Speaker 3: Is it of sufficient quality? And I think this one is kind of important because we often hear things like, well, it was validated in a CLIA environment, or it was validated in a CLIA lab or validated to CLIA standards. But we have to keep in mind that the clinical Laboratory improvement Acts were written in 1988 and clinical molecular testing that as we know it today, didn't really exist in 1988. What hasn't changed is the laboratory environment. So what CLIA does is ensures that the quality standards of the facility or the laboratory that the test is being performed in are being met. It does not set standards for how to validate complex molecular diagnostic tests. So simply being performed in a CLIA certified laboratory, it's just not enough to demonstrate that a diagnostic molecular test has been properly validated. Additional things we consider are, is there demonstrated clinical value for that test and is it being billed appropriately? And all of these factors play a role in implementing payer controls for molecular testing, and they are already in use by the Moldex program for C M S. So how do we establish if a test does what it's supposed to do, whether it's being used on the right patient population, is it a quality test? Does it have demonstrated value? So we create what we call established test types.
Speaker 3: Sorry, lost my slide there for a minute. We create these established test types for each type of testing service. This process is performed once prior to any test review and is similar to what goes into generation of what we call foundational policies for Medicare. And they are created in advance of test evaluation. For example, solid tumor testing on F F P E samples using next generation sequencing is a test type. But within that test type, there are hundreds of different types of services that all fall into this category for a variety of reasons, a variety of cancer types, and all of those types need to be taken into account. So once a particular service is selected for review, we perform an evidentiary review using literature, practice guidelines, society and subject matter expert input and other sources of information to formulate a procedure for how to perform an assessment for that test type.
Speaker 3: That procedure includes a review of the analytical validity. How well does that test detect the mutation or analyte that it claims to detect, which is generally demonstrated through both analytical and clinical validation. It's clinical validity. How well does that mutation or analyte relate to the presence or risk of disease and the clinical utility? How useful is this test? Does it actually change patient management to approve patient outcomes? To obtain this information, we create forms and documents for the laboratories to fill out and submit if necessary, as part of that assessment. And then we also define edit logic such as diagnosis codes, and we establish pricing models for those particular test types. Now, once all of these tasks have been completed, the test type is now considered established, and technical assessments can be performed on tests that fall into that test type. So when any test is registered index, it gets a Z code and then it's reviewed based on its complexity, the risk to the patient. So as we all know, the effects of false positive and false negative results for some disorders can be very severe. The risk of abuse, as Christie previously mentioned, and the cost of the test and the city risk and cost, the more scrutiny that test receives and additional data requested from the lab required to complete that assessment.
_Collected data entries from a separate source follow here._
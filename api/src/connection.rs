use crate::{SheetError, Table};

/// Access to a set of named worksheets.
///
/// Implementations are shared between the UI thread and the background writer,
/// so they must be `Send + Sync`.
pub trait SheetConnection: Send + Sync {
    /// Read the whole worksheet. Unknown worksheets yield [`SheetError::MissingWorksheet`].
    fn read(&self, worksheet: &str) -> Result<Table, SheetError>;

    /// Replace the whole worksheet with `table`, creating it if needed.
    fn update(&self, worksheet: &str, table: &Table) -> Result<(), SheetError>;

    /// Append one row given in `header` order.
    ///
    /// The default reads the table, appends locally and writes everything back.
    /// Backends with a native append should override it.
    fn append(&self, worksheet: &str, header: &[&str], row: &[String]) -> Result<(), SheetError> {
        let mut table = match self.read(worksheet) {
            Ok(table) => table,
            Err(SheetError::MissingWorksheet(_)) => Table::new(header.iter().copied()),
            Err(err) => return Err(err),
        };
        table.push_named(header, row);
        self.update(worksheet, &table)
    }

    /// Short human label used in logs.
    fn describe(&self) -> String;
}
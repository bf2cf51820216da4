//! Sheet backends per platform and the startup load shared by every launcher.

use std::path::PathBuf;
use std::sync::Arc;

use api::table::DATA_WORKSHEET;
use api::{ChartDataset, ChartRow, Gateway, ResponseRecord, SheetConnection, SheetError};
use once_cell::sync::OnceCell;

use super::config::AppConfig;

/// Everything a session needs from persistence, loaded before the first render.
#[derive(Debug, Clone)]
pub struct Backend {
    pub config: AppConfig,
    pub gateway: Option<Gateway>,
    /// `Err` carries a display message for the blocking error panel.
    pub startup: Result<Startup, String>,
}

#[derive(Debug, Clone, Default)]
pub struct Startup {
    pub dataset: ChartDataset,
    pub responses: Vec<ResponseRecord>,
}

impl Backend {
    /// Open the configured connection and load both worksheets. Blocking; call
    /// before launching the UI.
    pub fn prepare(config: AppConfig) -> Self {
        match open_connection(&config) {
            Ok(conn) => Self::from_gateway(config, Gateway::new(conn)),
            Err(err) => {
                tracing::error!(%err, "could not open sheet connection");
                Self {
                    config,
                    gateway: None,
                    startup: Err(format!("Couldn't open the data connection: {err}")),
                }
            }
        }
    }

    pub fn from_gateway(config: AppConfig, gateway: Gateway) -> Self {
        let startup = load_startup(&gateway).map_err(|err| {
            tracing::error!(%err, "startup load failed");
            format!("Chart data is unavailable: {err}")
        });
        Self {
            config,
            gateway: Some(gateway),
            startup,
        }
    }
}

fn load_startup(gateway: &Gateway) -> Result<Startup, api::GatewayError> {
    let dataset = gateway.load_chart_dataset()?;
    let responses = gateway.load_responses()?;
    tracing::info!(responses = responses.len(), "loaded response log");
    Ok(Startup { dataset, responses })
}

static BACKEND: OnceCell<Backend> = OnceCell::new();

/// Register the backend for this process. Later calls are ignored.
pub fn install(backend: Backend) {
    if BACKEND.set(backend).is_err() {
        tracing::warn!("backend already installed; ignoring");
    }
}

pub fn backend() -> Option<&'static Backend> {
    BACKEND.get()
}

#[cfg(not(target_arch = "wasm32"))]
pub fn open_connection(config: &AppConfig) -> Result<Arc<dyn SheetConnection>, SheetError> {
    let default_dir = sheets_dir()
        .ok_or_else(|| SheetError::Unavailable("no platform data directory".into()))?;
    config.sheets.connect(&default_dir)
}

#[cfg(target_arch = "wasm32")]
pub fn open_connection(config: &AppConfig) -> Result<Arc<dyn SheetConnection>, SheetError> {
    match config.sheets.backend {
        api::BackendKind::Memory => Ok(Arc::new(api::MemorySheets::new())),
        _ => Ok(Arc::new(LocalStorageSheets)),
    }
}

#[cfg(not(target_arch = "wasm32"))]
fn project_dirs() -> Option<directories::ProjectDirs> {
    directories::ProjectDirs::from("com", "Glance", "Glance")
}

/// Default directory of the CSV backend.
#[cfg(not(target_arch = "wasm32"))]
pub fn sheets_dir() -> Option<PathBuf> {
    project_dirs().map(|dirs| dirs.data_dir().join("sheets"))
}

#[cfg(target_arch = "wasm32")]
pub fn sheets_dir() -> Option<PathBuf> {
    None
}

#[cfg(not(target_arch = "wasm32"))]
pub fn config_dir() -> Option<PathBuf> {
    project_dirs().map(|dirs| dirs.config_dir().to_path_buf())
}

#[cfg(target_arch = "wasm32")]
pub fn config_dir() -> Option<PathBuf> {
    None
}

#[cfg(not(target_arch = "wasm32"))]
pub fn export_dir() -> Option<PathBuf> {
    project_dirs().map(|dirs| dirs.data_dir().join("exports"))
}

/// Bundled chart rows for installs without a provisioned `Data` sheet.
pub fn sample_dataset() -> ChartDataset {
    ChartDataset::new(vec![
        ChartRow::new("Police brutality", 46.0),
        ChartRow::new("Officer-involved shooting", 31.0),
        ChartRow::new("Homicide", 18.0),
        ChartRow::new("Death", 12.0),
        ChartRow::new("Not riot-related", 7.0),
    ])
}

/// Write [`sample_dataset`] to `Data` if that worksheet does not exist yet.
/// Returns whether anything was written.
pub fn provision_sample_data(conn: &dyn SheetConnection) -> Result<bool, SheetError> {
    match conn.read(DATA_WORKSHEET) {
        Ok(_) => Ok(false),
        Err(SheetError::MissingWorksheet(_)) => {
            conn.update(DATA_WORKSHEET, &sample_dataset().to_table())?;
            tracing::info!(backend = %conn.describe(), "provisioned sample chart data");
            Ok(true)
        }
        Err(err) => Err(err),
    }
}

/// Browser `localStorage`, one JSON table per worksheet.
#[cfg(target_arch = "wasm32")]
#[derive(Debug, Clone, Copy, Default)]
pub struct LocalStorageSheets;

#[cfg(target_arch = "wasm32")]
impl LocalStorageSheets {
    const PREFIX: &'static str = "glance.sheet.";

    fn storage() -> Result<web_sys::Storage, SheetError> {
        web_sys::window()
            .and_then(|window| window.local_storage().ok().flatten())
            .ok_or_else(|| SheetError::Unavailable("localStorage unavailable".into()))
    }

    fn key(worksheet: &str) -> String {
        format!("{}{worksheet}", Self::PREFIX)
    }
}

#[cfg(target_arch = "wasm32")]
impl SheetConnection for LocalStorageSheets {
    fn read(&self, worksheet: &str) -> Result<api::Table, SheetError> {
        let raw = Self::storage()?
            .get_item(&Self::key(worksheet))
            .map_err(|_| SheetError::Unavailable("localStorage read blocked".into()))?
            .ok_or_else(|| SheetError::MissingWorksheet(worksheet.to_string()))?;
        Ok(serde_json::from_str(&raw)?)
    }

    fn update(&self, worksheet: &str, table: &api::Table) -> Result<(), SheetError> {
        let raw = serde_json::to_string(table)?;
        Self::storage()?
            .set_item(&Self::key(worksheet), &raw)
            .map_err(|_| SheetError::Unavailable("localStorage write blocked".into()))
    }

    fn describe(&self) -> String {
        "localStorage".to_string()
    }
}

#[cfg(test)]
mod tests {
    use super::*;
    use api::MemorySheets;

    #[test]
    fn sample_second_largest_is_the_default_answer() {
        let dataset = sample_dataset();
        let mut amounts: Vec<_> = dataset.rows().iter().collect();
        amounts.sort_by(|a, b| b.amount.total_cmp(&a.amount));
        assert_eq!(amounts[1].topic, "Officer-involved shooting");
    }

    #[test]
    fn provisioning_only_fills_missing_data() {
        let sheets = MemorySheets::new();
        assert!(provision_sample_data(&sheets).unwrap());
        assert!(!provision_sample_data(&sheets).unwrap());
        assert_eq!(
            Gateway::from_connection(sheets)
                .load_chart_dataset()
                .unwrap(),
            sample_dataset()
        );
    }

    #[test]
    fn missing_data_blocks_startup() {
        let backend = Backend::from_gateway(
            AppConfig::default(),
            Gateway::from_connection(MemorySheets::new()),
        );
        let message = backend.startup.unwrap_err();
        assert!(message.contains("Data"));
    }

    #[test]
    fn startup_loads_existing_responses() {
        let sheets = MemorySheets::new();
        provision_sample_data(&sheets).unwrap();
        let gateway = Gateway::from_connection(sheets);
        gateway
            .append_response(&ResponseRecord::new(1, 1.75))
            .unwrap();

        let startup = Backend::from_gateway(AppConfig::default(), gateway)
            .startup
            .unwrap();
        assert_eq!(startup.dataset.len(), 5);
        assert_eq!(startup.responses, vec![ResponseRecord::new(1, 1.75)]);
    }
}
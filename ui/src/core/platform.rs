//! Task spawning helpers for the native and browser runtimes.

use std::future::Future;

/// Spawn onto the Dioxus runtime of the current component scope.
pub fn spawn_future<F>(future: F)
where
    F: Future<Output = ()> + 'static,
{
    dioxus::prelude::spawn(future);
}

/// Run blocking work (sheet I/O) off the UI loop. Returns `None` if the worker
/// panicked or was cancelled.
#[cfg(not(target_arch = "wasm32"))]
pub async fn run_blocking<T, F>(work: F) -> Option<T>
where
    T: Send + 'static,
    F: FnOnce() -> T + Send + 'static,
{
    match tokio::task::spawn_blocking(work).await {
        Ok(value) => Some(value),
        Err(err) => {
            tracing::error!(%err, "blocking task failed");
            None
        }
    }
}

/// The browser has no blocking pool; `localStorage` access is synchronous and short.
#[cfg(target_arch = "wasm32")]
pub async fn run_blocking<T, F>(work: F) -> Option<T>
where
    T: Send + 'static,
    F: FnOnce() -> T + Send + 'static,
{
    Some(work())
}
use std::cell::RefCell;
use std::rc::Rc;

use dioxus::prelude::*;
use futures_channel::mpsc::{unbounded, UnboundedReceiver};

use crate::core::{platform, storage};

use super::session::{ChartSession, DiscardSink, ResponseSink};
use super::writer::{drain_writes, QueuedSink, WriteJob};

/// The session every page reads, or the reason there is none.
#[derive(Clone, PartialEq)]
pub enum SharedSession {
    Ready(Signal<ChartSession>),
    Unavailable(String),
}

type WriterSlot = Rc<RefCell<Option<UnboundedReceiver<WriteJob>>>>;

/// Create the app-wide session from the installed backend and start the
/// response writer. Call once from the launcher's root component, before the router.
pub fn use_session_provider() -> SharedSession {
    let writer_slot: WriterSlot = use_hook(|| Rc::new(RefCell::new(None)));

    let slot_for_session = writer_slot.clone();
    let shared = use_context_provider(move || build_session(&slot_for_session));

    let shared_for_writer = shared.clone();
    use_hook(move || start_writer(&shared_for_writer, &writer_slot));

    shared
}

fn build_session(writer_slot: &WriterSlot) -> SharedSession {
    let Some(backend) = storage::backend() else {
        tracing::error!("no backend installed before launch");
        return SharedSession::Unavailable("No data connection was configured.".to_string());
    };
    let startup = match &backend.startup {
        Ok(startup) => startup,
        Err(message) => return SharedSession::Unavailable(message.clone()),
    };

    let mode = backend.config.sheets.write_mode;
    let sink: Box<dyn ResponseSink> = if backend.gateway.is_some() {
        let (tx, rx) = unbounded();
        writer_slot.borrow_mut().replace(rx);
        Box::new(QueuedSink::new(tx, mode))
    } else {
        Box::new(DiscardSink)
    };

    SharedSession::Ready(Signal::new(ChartSession::new(
        backend.config.task.clone(),
        startup.dataset.clone(),
        startup.responses.clone(),
        sink,
    )))
}

fn start_writer(shared: &SharedSession, writer_slot: &WriterSlot) {
    let SharedSession::Ready(mut session) = shared.clone() else {
        return;
    };
    let Some(rx) = writer_slot.borrow_mut().take() else {
        return;
    };
    let Some(backend) = storage::backend() else {
        return;
    };
    let Some(gateway) = backend.gateway.clone() else {
        return;
    };
    let mode = backend.config.sheets.write_mode;

    platform::spawn_future(async move {
        drain_writes(rx, gateway, mode, move |sequence, status| {
            session.with_mut(|s| s.mark_write(sequence, status));
        })
        .await;
        tracing::debug!("response writer stopped");
    });
}
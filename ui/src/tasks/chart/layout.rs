//! Geometry for the two chart variants, independent of how they are drawn.

use api::ChartDataset;

use super::engine::ChartVariant;

#[derive(Debug, Clone, PartialEq)]
pub struct StackedSegment {
    pub topic: String,
    pub amount: f64,
    /// Sum of every segment below this one.
    pub bottom: f64,
}

#[derive(Debug, Clone, PartialEq)]
pub struct RankedBar {
    /// 1-based, largest amount first.
    pub rank: usize,
    pub topic: String,
    pub amount: f64,
    pub value_label: String,
}

#[derive(Debug, Clone, PartialEq)]
pub enum ChartLayout {
    Stacked {
        segments: Vec<StackedSegment>,
        total: f64,
    },
    Ranked {
        bars: Vec<RankedBar>,
        max: f64,
    },
}

impl ChartLayout {
    pub fn build(variant: ChartVariant, dataset: &ChartDataset) -> Self {
        match variant {
            ChartVariant::Stacked => stacked(dataset),
            ChartVariant::Ranked => ranked(dataset),
        }
    }

    /// Upper bound of the value axis, never zero so it can be used as a divisor.
    pub fn scale(&self) -> f64 {
        let raw = match self {
            Self::Stacked { total, .. } => *total,
            Self::Ranked { max, .. } => *max,
        };
        if raw > 0.0 {
            raw
        } else {
            1.0
        }
    }
}

fn stacked(dataset: &ChartDataset) -> ChartLayout {
    let mut bottom = 0.0;
    let segments = dataset
        .rows()
        .iter()
        .map(|row| {
            let amount = row.amount.max(0.0);
            let segment = StackedSegment {
                topic: row.topic.clone(),
                amount,
                bottom,
            };
            bottom += amount;
            segment
        })
        .collect();

    ChartLayout::Stacked {
        segments,
        total: bottom,
    }
}

fn ranked(dataset: &ChartDataset) -> ChartLayout {
    let mut rows: Vec<_> = dataset.rows().iter().collect();
    rows.sort_by(|a, b| b.amount.total_cmp(&a.amount));

    let bars: Vec<RankedBar> = rows
        .into_iter()
        .enumerate()
        .map(|(idx, row)| RankedBar {
            rank: idx + 1,
            topic: row.topic.clone(),
            amount: row.amount.max(0.0),
            value_label: format!("{}", row.amount.trunc() as i64),
        })
        .collect();

    let max = bars.iter().map(|bar| bar.amount).fold(0.0, f64::max);
    ChartLayout::Ranked { bars, max }
}
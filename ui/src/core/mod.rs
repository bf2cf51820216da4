pub mod config;
pub mod format;
pub mod platform;
pub mod storage;
pub mod timing;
Speaker 3: Each established test type has different requirements for data submission and has its own technical assessment process. So for example, a next generation sequencing panel for inherited colorectal cancer is quite different from a next generation sequencing panel designed for the detection of circulating tumor D N A in your blood for that exact same cancer. Therefore, each test type is evaluated with its own set of criteria, and that evaluation is performed by subject matter experts in the field according to the procedures established for that task. The technical assessment process is generally completed within 60 days of receipt of the documentation from the lab and the submitting laboratory is notified, and those results are then documented in our deck system. Now it deemed unsuccessful based on the established criteria and the process that we've created. That laboratory is also provided with the details of the deficiencies, the things that we thought needed to be there that weren't there.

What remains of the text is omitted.